OVERHEATING AND FUEL ASH CORROSION FAILURE OF BOILER TUBES IN SWCC POWER PLANTS

- Some Case Studies1

Nausha Asrar, Anees U. Malik and Shahreer Ahmed

Research and Development Center Saline water Conversion Corporation

P.O.Box 8328, Al-Jubail, Kingdom of Saudi Arabia.

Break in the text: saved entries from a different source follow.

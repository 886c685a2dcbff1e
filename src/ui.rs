use anyhow::Result;
use bundle_builder::{
    format_currency, BundleController, DiscountView, EventKind, PageModel, PricingConfig,
    SummaryView,
};
use crossterm::{
    event::{self, Event, KeyCode, KeyEventKind},
    execute,
    terminal::{disable_raw_mode, enable_raw_mode, EnterAlternateScreen, LeaveAlternateScreen},
};
use ratatui::{
    backend::CrosstermBackend,
    layout::{Constraint, Direction, Layout, Rect},
    style::{Color, Modifier, Style},
    text::{Line, Span},
    widgets::{Block, Borders, Cell, Clear, Paragraph, Row, Table, TableState, Wrap},
    Frame, Terminal,
};
use std::io;

pub struct App {
    pub controller: BundleController<PageModel>,
    pub state: TableState,
}

impl App {
    pub fn new(page: PageModel, pricing: PricingConfig) -> Self {
        let mut state = TableState::default();
        if !page.cards().is_empty() {
            state.select(Some(0));
        }

        Self {
            controller: BundleController::new(page, pricing),
            state,
        }
    }

    fn product_count(&self) -> usize {
        self.controller.view().cards().len()
    }

    pub fn highlighted_id(&self) -> Option<String> {
        self.state
            .selected()
            .and_then(|i| self.controller.view().cards().get(i))
            .map(|card| card.id.clone())
    }

    pub fn next(&mut self) {
        let len = self.product_count();
        if len == 0 {
            return;
        }
        let i = match self.state.selected() {
            Some(i) if i + 1 < len => i + 1,
            _ => 0,
        };
        self.state.select(Some(i));
    }

    pub fn previous(&mut self) {
        let len = self.product_count();
        if len == 0 {
            return;
        }
        let i = match self.state.selected() {
            Some(0) | None => len - 1,
            Some(i) => i - 1,
        };
        self.state.select(Some(i));
    }

    pub fn toggle_highlighted(&mut self) {
        if let Some(id) = self.highlighted_id() {
            self.controller.toggle_selection(&id);
        }
    }

    pub fn change_highlighted_quantity(&mut self, delta: i32) {
        if let Some(id) = self.highlighted_id() {
            self.controller.change_quantity(&id, delta);
        }
    }

    pub fn remove_highlighted(&mut self) {
        if let Some(id) = self.highlighted_id() {
            self.controller.remove_product(&id);
        }
    }

    pub fn showing_confirmation(&self) -> bool {
        self.controller.view().confirmation().is_some()
    }

    /// One-line description of the latest bundle event
    pub fn status(&self) -> String {
        let Some(event) = self.controller.events().back() else {
            return "Pick products to build your bundle".to_string();
        };

        match &event.kind {
            EventKind::ProductAdded { id } => format!("Added {} to bundle", id),
            EventKind::ProductRemoved { id } => format!("Removed {} from bundle", id),
            EventKind::QuantityChanged { id, quantity } => {
                format!("{} quantity is now {}", id, quantity)
            }
            EventKind::BundleConfirmed { total, .. } => {
                format!("Bundle added to cart ({})", format_currency(*total))
            }
            EventKind::BundleRejected { selected, required } => format!(
                "Not enough items selected for bundle ({}/{})",
                selected, required
            ),
            EventKind::BundleReset => "Bundle reset".to_string(),
            EventKind::ElementMissing { element } => format!("{} not found", element),
        }
    }
}

pub fn run_ui(app: &mut App) -> Result<()> {
    // Setup terminal
    enable_raw_mode()?;
    let mut stdout = io::stdout();
    execute!(stdout, EnterAlternateScreen)?;
    let backend = CrosstermBackend::new(stdout);
    let mut terminal = Terminal::new(backend)?;

    // Run the app
    let res = run_app(&mut terminal, app);

    // Restore terminal
    disable_raw_mode()?;
    execute!(terminal.backend_mut(), LeaveAlternateScreen)?;
    terminal.show_cursor()?;

    if let Err(err) = res {
        println!("Error: {:?}", err);
    }

    Ok(())
}

fn run_app<B: ratatui::backend::Backend>(
    terminal: &mut Terminal<B>,
    app: &mut App,
) -> io::Result<()> {
    loop {
        terminal.draw(|f| ui(f, app))?;

        let Event::Key(key) = event::read()? else {
            continue;
        };
        if key.kind != KeyEventKind::Press {
            continue;
        }

        // Any key closes the confirmation
        if app.showing_confirmation() {
            app.controller.view_mut().dismiss_confirmation();
            continue;
        }

        match key.code {
            KeyCode::Char('q') | KeyCode::Esc => return Ok(()),
            KeyCode::Down | KeyCode::Char('j') => app.next(),
            KeyCode::Up | KeyCode::Char('k') => app.previous(),
            KeyCode::Char(' ') | KeyCode::Enter => app.toggle_highlighted(),
            KeyCode::Char('+') | KeyCode::Char('=') => app.change_highlighted_quantity(1),
            KeyCode::Char('-') => app.change_highlighted_quantity(-1),
            KeyCode::Char('d') | KeyCode::Delete => app.remove_highlighted(),
            KeyCode::Char('a') => {
                app.controller.confirm_bundle();
            }
            KeyCode::Char('r') => app.controller.reset(),
            _ => {}
        }
    }
}

fn ui(f: &mut Frame, app: &mut App) {
    let chunks = Layout::default()
        .direction(Direction::Vertical)
        .constraints([
            Constraint::Length(3), // Header
            Constraint::Min(0),    // Products + bundle
            Constraint::Length(3), // Status bar
        ])
        .split(f.size());

    render_header(f, chunks[0], app);

    let content_chunks = Layout::default()
        .direction(Direction::Horizontal)
        .constraints([
            Constraint::Percentage(55), // Product list
            Constraint::Percentage(45), // Bundle summary
        ])
        .split(chunks[1]);

    render_products(f, content_chunks[0], app);
    render_bundle(f, content_chunks[1], app);
    render_status_bar(f, chunks[2], app);

    if app.showing_confirmation() {
        render_confirmation(f, app);
    }
}

fn render_header(f: &mut Frame, area: Rect, app: &App) {
    let pricing = app.controller.pricing();
    let state = app.controller.snapshot();

    let header_text = Line::from(vec![
        Span::styled(
            " BUNDLE BUILDER ",
            Style::default().fg(Color::Cyan).add_modifier(Modifier::BOLD),
        ),
        Span::raw(" │ "),
        Span::styled(
            format!(
                "{} of {} products selected",
                state.count, pricing.discount_threshold
            ),
            Style::default().fg(if state.has_discount {
                Color::Green
            } else {
                Color::Yellow
            }),
        ),
    ]);

    let header = Paragraph::new(header_text).block(Block::default().borders(Borders::ALL));
    f.render_widget(header, area);
}

fn render_products(f: &mut Frame, area: Rect, app: &mut App) {
    let rows: Vec<Row> = app
        .controller
        .view()
        .cards()
        .iter()
        .map(|card| {
            let marker = if card.selected { "[x]" } else { "[ ]" };
            let button = if card.added { "Added" } else { "Add to Bundle" };
            let style = if card.selected {
                Style::default().fg(Color::Green)
            } else {
                Style::default()
            };

            Row::new(vec![
                Cell::from(marker),
                Cell::from(truncate(&card.name, 28)),
                Cell::from(format_currency(card.price)),
                Cell::from(button),
            ])
            .style(style)
        })
        .collect();

    let table = Table::new(
        rows,
        [
            Constraint::Length(3),
            Constraint::Min(20),
            Constraint::Length(10),
            Constraint::Length(14),
        ],
    )
    .header(
        Row::new(vec!["", "Product", "Price", ""])
            .style(Style::default().fg(Color::Yellow).add_modifier(Modifier::BOLD)),
    )
    .block(Block::default().borders(Borders::ALL).title(" Products "))
    .highlight_style(Style::default().bg(Color::DarkGray).add_modifier(Modifier::BOLD))
    .highlight_symbol("> ");

    f.render_stateful_widget(table, area, &mut app.state);
}

fn render_bundle(f: &mut Frame, area: Rect, app: &App) {
    let view = app.controller.view();
    let mut content: Vec<Line> = vec![Line::from("")];

    match view.summary() {
        Some(SummaryView::Empty { message }) => {
            content.push(Line::from(Span::styled(
                format!("  {}", message),
                Style::default().fg(Color::DarkGray).add_modifier(Modifier::ITALIC),
            )));
        }
        Some(SummaryView::Items { items }) => {
            for item in items {
                content.push(Line::from(vec![
                    Span::styled(
                        format!("  {}", truncate(&item.name, 22)),
                        Style::default().fg(Color::Cyan).add_modifier(Modifier::BOLD),
                    ),
                    Span::raw(format!("  {}", item.price_text)),
                    Span::styled(
                        format!("  − {} +", item.quantity),
                        Style::default().fg(Color::Yellow),
                    ),
                ]));
            }
        }
        None => {
            content.push(Line::from("  Selected products unavailable"));
        }
    }

    content.push(Line::from(""));
    content.push(Line::from("  ─────────────────────────────────────"));

    if let Some(DiscountView::Shown { text }) = view.discount() {
        content.push(Line::from(vec![
            Span::styled("  Discount: ", Style::default().fg(Color::Cyan)),
            Span::styled(text.clone(), Style::default().fg(Color::Green)),
        ]));
    }

    if let Some(total) = view.total() {
        content.push(Line::from(vec![
            Span::styled(
                "  Total:    ",
                Style::default().fg(Color::Cyan).add_modifier(Modifier::BOLD),
            ),
            Span::styled(
                total.to_string(),
                Style::default().fg(Color::White).add_modifier(Modifier::BOLD),
            ),
        ]));
    }

    content.push(Line::from(""));

    if let Some(cta) = view.call_to_action() {
        let style = if cta.enabled {
            Style::default().fg(Color::Black).bg(Color::Green).add_modifier(Modifier::BOLD)
        } else {
            Style::default().fg(Color::DarkGray)
        };
        content.push(Line::from(vec![
            Span::raw("  "),
            Span::styled(format!(" {} ", cta.label), style),
        ]));
    }

    let panel = Paragraph::new(content).block(
        Block::default()
            .borders(Borders::ALL)
            .border_style(Style::default().fg(Color::Yellow))
            .title(" Your Bundle "),
    );

    f.render_widget(panel, area);
}

fn render_status_bar(f: &mut Frame, area: Rect, app: &App) {
    let status_text = Line::from(vec![
        Span::styled(
            format!(" {} ", app.status()),
            Style::default().fg(Color::Green),
        ),
        Span::raw(" │ "),
        Span::styled(
            "↑↓ move  Space toggle  +/- qty  d remove  a add to cart  r reset  q quit",
            Style::default().fg(Color::DarkGray),
        ),
    ]);

    let status_bar = Paragraph::new(status_text).block(Block::default().borders(Borders::ALL));
    f.render_widget(status_bar, area);
}

fn render_confirmation(f: &mut Frame, app: &App) {
    let Some(confirmation) = app.controller.view().confirmation() else {
        return;
    };

    let area = centered_rect(50, 40, f.size());
    let mut lines: Vec<Line> = confirmation
        .message()
        .lines()
        .map(|line| Line::from(format!("  {}", line)))
        .collect();
    lines.push(Line::from(""));
    lines.push(Line::from(Span::styled(
        "  Press any key to close",
        Style::default().fg(Color::DarkGray).add_modifier(Modifier::ITALIC),
    )));

    let dialog = Paragraph::new(lines).wrap(Wrap { trim: false }).block(
        Block::default()
            .borders(Borders::ALL)
            .border_style(Style::default().fg(Color::Green))
            .title(" Bundle Added "),
    );

    f.render_widget(Clear, area);
    f.render_widget(dialog, area);
}

fn centered_rect(percent_x: u16, percent_y: u16, r: Rect) -> Rect {
    let vertical = Layout::default()
        .direction(Direction::Vertical)
        .constraints([
            Constraint::Percentage((100 - percent_y) / 2),
            Constraint::Percentage(percent_y),
            Constraint::Percentage((100 - percent_y) / 2),
        ])
        .split(r);

    Layout::default()
        .direction(Direction::Horizontal)
        .constraints([
            Constraint::Percentage((100 - percent_x) / 2),
            Constraint::Percentage(percent_x),
            Constraint::Percentage((100 - percent_x) / 2),
        ])
        .split(vertical[1])[1]
}

fn truncate(s: &str, max_len: usize) -> String {
    if s.chars().count() <= max_len {
        s.to_string()
    } else {
        let cut: String = s.chars().take(max_len.saturating_sub(3)).collect();
        format!("{}...", cut)
    }
}

#[cfg(test)]
mod tests {
    use super::*;
    use bundle_builder::ProductCard;

    fn app() -> App {
        let cards = ["a", "b", "c"]
            .iter()
            .map(|id| ProductCard {
                id: id.to_string(),
                name: format!("Product {}", id),
                price: 10.0,
                image: String::new(),
                selected: false,
                added: false,
            })
            .collect();
        App::new(PageModel::new(cards), PricingConfig::default())
    }

    #[test]
    fn test_navigation_wraps() {
        let mut app = app();
        assert_eq!(app.highlighted_id(), Some("a".to_string()));

        app.previous();
        assert_eq!(app.highlighted_id(), Some("c".to_string()));

        app.next();
        assert_eq!(app.highlighted_id(), Some("a".to_string()));
    }

    #[test]
    fn test_keys_drive_controller() {
        let mut app = app();
        app.toggle_highlighted();
        app.change_highlighted_quantity(2);

        let state = app.controller.snapshot();
        assert_eq!(state.count, 1);
        assert_eq!(state.selected_products[0].quantity, 3);
        assert_eq!(app.status(), "a quantity is now 3");

        app.remove_highlighted();
        assert_eq!(app.controller.snapshot().count, 0);
    }

    #[test]
    fn test_confirmation_dialog_state() {
        let mut app = app();
        for _ in 0..3 {
            app.toggle_highlighted();
            app.next();
        }

        assert!(app.controller.confirm_bundle().is_some());
        assert!(app.showing_confirmation());

        app.controller.view_mut().dismiss_confirmation();
        assert!(!app.showing_confirmation());
        assert_eq!(app.controller.snapshot().count, 3);
    }

    #[test]
    fn test_truncate() {
        assert_eq!(truncate("short", 10), "short");
        assert_eq!(truncate("a very long product name", 10), "a very ...");
    }
}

Dhib Al-Subaii Al-Khobar Power and Desalination Plant, Al-Khobar

And

Izdein M. Said Al-Khafji Power and Desalination Plant, SWCC

ABSTRACT

Results of investigations of the failure of boiler tubes of SWCC power plants at Al-

Khafji and Al-Khobar are presented. Cause and mechanisms of failure are discussed

and recommendation for prevention of reoccurrence of such failures are provided. Case - I Failed boiler tubes of Al-Khobar plant were received. The tubes had circumferential

cracks and blown up portions. All the failures were detected on the fire-side surfaces of

the tubes. Presence of sulfur in the oil ash deposits on the fire-side of the tubes appears

to be the main cause of failure of boiler tubes. The cracking of the tube at the weldment

was due to the combined effect of S-induced corrosion and welding stresses.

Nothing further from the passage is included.